▶ _Required action_: Where the string "clone" appears in a line of the material below, copy that line.

▶ _Available data_:
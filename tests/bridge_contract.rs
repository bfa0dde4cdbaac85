//! End-to-end checks of the invocation contract: every call completes
//! exactly once, inputs and error payloads cross the boundary untouched,
//! and concurrent invocations stay independent.

use std::sync::Arc;
use std::time::Duration;

use async_trait::async_trait;

use nogodey_bridge::{
    nogo_llm, BridgeRegistry, ErrorDescriptor, LanguageModel, MethodCall, ModelError, NogoLlm,
    Outcome, PhraseTableModel,
};

fn registry_with(model: impl LanguageModel + 'static) -> BridgeRegistry {
    let _ = tracing_subscriber::fmt()
        .with_env_filter(tracing_subscriber::EnvFilter::from_default_env())
        .with_test_writer()
        .try_init();
    let mut registry = BridgeRegistry::new();
    registry
        .register(NogoLlm::new(Arc::new(model)).into_module())
        .unwrap();
    registry
}

#[tokio::test]
async fn translate_hello_resolves_bonjour() {
    let registry = registry_with(PhraseTableModel::new([("hello", "bonjour")]));
    let outcome = registry
        .call(MethodCall::new(
            nogo_llm::MODULE_NAME,
            nogo_llm::TRANSLATE,
            "hello",
        ))
        .await;
    assert_eq!(
        outcome,
        Outcome::Resolved {
            result: "bonjour".to_string()
        }
    );
}

#[tokio::test]
async fn translate_empty_rejects_with_the_exact_payload() {
    let registry = registry_with(PhraseTableModel::new([("hello", "bonjour")]));
    let outcome = registry
        .call(MethodCall::new(nogo_llm::MODULE_NAME, nogo_llm::TRANSLATE, ""))
        .await;
    assert_eq!(
        outcome,
        Outcome::Rejected {
            error: ErrorDescriptor::new("EMPTY_INPUT", "text must be non-empty")
        }
    );
}

/// Model that answers "a" slowly and "b" quickly, so the two invocations
/// complete out of submission order.
struct SkewedModel;

#[async_trait]
impl LanguageModel for SkewedModel {
    async fn generate(&self, text: &str) -> Result<String, ModelError> {
        let delay = if text == "a" { 80 } else { 5 };
        tokio::time::sleep(Duration::from_millis(delay)).await;
        Ok(format!("out:{}", text))
    }
}

#[tokio::test]
async fn concurrent_invocations_each_observe_their_own_outcome() {
    let registry = registry_with(SkewedModel);

    let first = registry.invoke(nogo_llm::MODULE_NAME, nogo_llm::TRANSLATE, "a".to_string());
    let second = registry.invoke(nogo_llm::MODULE_NAME, nogo_llm::TRANSLATE, "b".to_string());
    assert_ne!(first.id(), second.id());

    let (first, second) = tokio::join!(first.outcome(), second.outcome());
    assert_eq!(first, Ok("out:a".to_string()));
    assert_eq!(second, Ok("out:b".to_string()));
}

/// Model whose error payload carries every descriptor field, to check
/// nothing is rewritten in transit.
struct FailingModel;

#[async_trait]
impl LanguageModel for FailingModel {
    async fn generate(&self, _text: &str) -> Result<String, ModelError> {
        Err(ModelError::Generation(
            "context window exhausted at token 4096".to_string(),
        ))
    }
}

#[tokio::test]
async fn model_error_payload_arrives_unrewritten() {
    let registry = registry_with(FailingModel);
    let err = registry
        .invoke(nogo_llm::MODULE_NAME, nogo_llm::TRANSLATE, "hello".to_string())
        .outcome()
        .await
        .unwrap_err();
    assert_eq!(err.code, "llm_error");
    assert_eq!(err.message, "context window exhausted at token 4096");
    assert_eq!(err.domain, None);
}

/// Model that counts completions, to pin down the exactly-once guarantee
/// from the caller's side.
struct CountingModel(Arc<std::sync::Mutex<usize>>);

#[async_trait]
impl LanguageModel for CountingModel {
    async fn generate(&self, text: &str) -> Result<String, ModelError> {
        *self.0.lock().unwrap() += 1;
        Ok(text.to_string())
    }
}

#[tokio::test]
async fn each_invocation_runs_and_completes_exactly_once() {
    let count = Arc::new(std::sync::Mutex::new(0));
    let registry = registry_with(CountingModel(count.clone()));

    let outcome = registry
        .invoke(nogo_llm::MODULE_NAME, nogo_llm::TRANSLATE, "hello".to_string())
        .outcome()
        .await;
    assert_eq!(outcome, Ok("hello".to_string()));
    assert_eq!(*count.lock().unwrap(), 1);
}

/// Model that flags whether generation ever ran to completion.
struct TracedModel(Arc<std::sync::atomic::AtomicBool>);

#[async_trait]
impl LanguageModel for TracedModel {
    async fn generate(&self, text: &str) -> Result<String, ModelError> {
        tokio::time::sleep(Duration::from_millis(100)).await;
        self.0.store(true, std::sync::atomic::Ordering::SeqCst);
        Ok(text.to_string())
    }
}

#[tokio::test]
async fn cancel_aborts_the_worker_and_rejects_with_cancelled() {
    let completed = Arc::new(std::sync::atomic::AtomicBool::new(false));
    let registry = registry_with(TracedModel(completed.clone()));

    let handle = registry.invoke(nogo_llm::MODULE_NAME, nogo_llm::TRANSLATE, "hello".to_string());
    let err = handle.cancel().unwrap_err();
    assert_eq!(err.code, "cancelled");
    assert_eq!(err.domain.as_deref(), Some("bridge"));

    // Give an un-aborted worker ample time to finish; the flag must stay off.
    tokio::time::sleep(Duration::from_millis(250)).await;
    assert!(!completed.load(std::sync::atomic::Ordering::SeqCst));
}

#[tokio::test]
async fn outcome_serializes_for_the_scripting_side() {
    let registry = registry_with(PhraseTableModel::new([("hello", "bonjour")]));
    let outcome = registry
        .call(MethodCall::new(
            nogo_llm::MODULE_NAME,
            nogo_llm::TRANSLATE,
            "hello",
        ))
        .await;
    let wire = serde_json::to_value(&outcome).unwrap();
    assert_eq!(
        wire,
        serde_json::json!({"status": "resolved", "result": "bonjour"})
    );
}
//! The `NogoLLM` bridge module
//!
//! Exposes `translate` to the scripting runtime: one UTF-8 string in, the
//! translated string or a structured error out. The error codes are the
//! ones the native implementation produces (`EMPTY_INPUT`, `no_model`,
//! `llm_error`); the bridge adds nothing of its own.

use std::sync::Arc;

use async_trait::async_trait;

use crate::bridge::method::BridgeMethod;
use crate::bridge::module::BridgeModule;
use crate::llm::{LanguageModel, ModelError};
use crate::shared::error::ErrorDescriptor;

pub const MODULE_NAME: &str = "NogoLLM";
pub const TRANSLATE: &str = "translate";

/// The `NogoLLM` module, backed by whatever model the host supplies.
pub struct NogoLlm {
    model: Arc<dyn LanguageModel>,
}

impl NogoLlm {
    pub fn new(model: Arc<dyn LanguageModel>) -> Self {
        Self { model }
    }

    /// Assemble the registrable module exposing `translate`.
    pub fn into_module(self) -> BridgeModule {
        BridgeModule::with_method(MODULE_NAME, TRANSLATE, TranslateMethod { model: self.model })
    }
}

struct TranslateMethod {
    model: Arc<dyn LanguageModel>,
}

#[async_trait]
impl BridgeMethod for TranslateMethod {
    async fn invoke(&self, text: String) -> Result<String, ErrorDescriptor> {
        if text.is_empty() {
            return Err(ErrorDescriptor::new("EMPTY_INPUT", "text must be non-empty"));
        }
        match self.model.generate(&text).await {
            Ok(out) => Ok(out),
            Err(ModelError::Unavailable) => {
                Err(ErrorDescriptor::new("no_model", "On-device LLM unavailable"))
            }
            Err(ModelError::Generation(message)) => Err(ErrorDescriptor::new("llm_error", message)),
        }
    }
}
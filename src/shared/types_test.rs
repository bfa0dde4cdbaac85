//! Test to trigger ts-rs bindings export
//! Run with: cargo test export_bindings

#[cfg(test)]
mod tests {
    use ts_rs::TS;

    use crate::shared::error::ErrorDescriptor;
    use crate::shared::settings::BridgeSettings;
    use crate::shared::types::{InvocationId, MethodCall, Outcome};

    #[test]
    fn export_bindings() {
        // Writes the TypeScript contract the scripting side compiles against
        // to bindings/.
        InvocationId::export().expect("Failed to export InvocationId");
        MethodCall::export().expect("Failed to export MethodCall");
        Outcome::export().expect("Failed to export Outcome");
        ErrorDescriptor::export().expect("Failed to export ErrorDescriptor");
        BridgeSettings::export().expect("Failed to export BridgeSettings");
    }
}
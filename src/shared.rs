pub mod error;
pub mod settings;
pub mod types;

#[cfg(test)]
mod types_test;

// Re-export the boundary payloads for convenience
pub use error::{BridgeError, ErrorDescriptor};
pub use types::{InvocationId, MethodCall, Outcome};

▶ _Response_:
    let registry = registry_with(CountingModel(count.clone()));
    let registry = registry_with(TracedModel(completed.clone()));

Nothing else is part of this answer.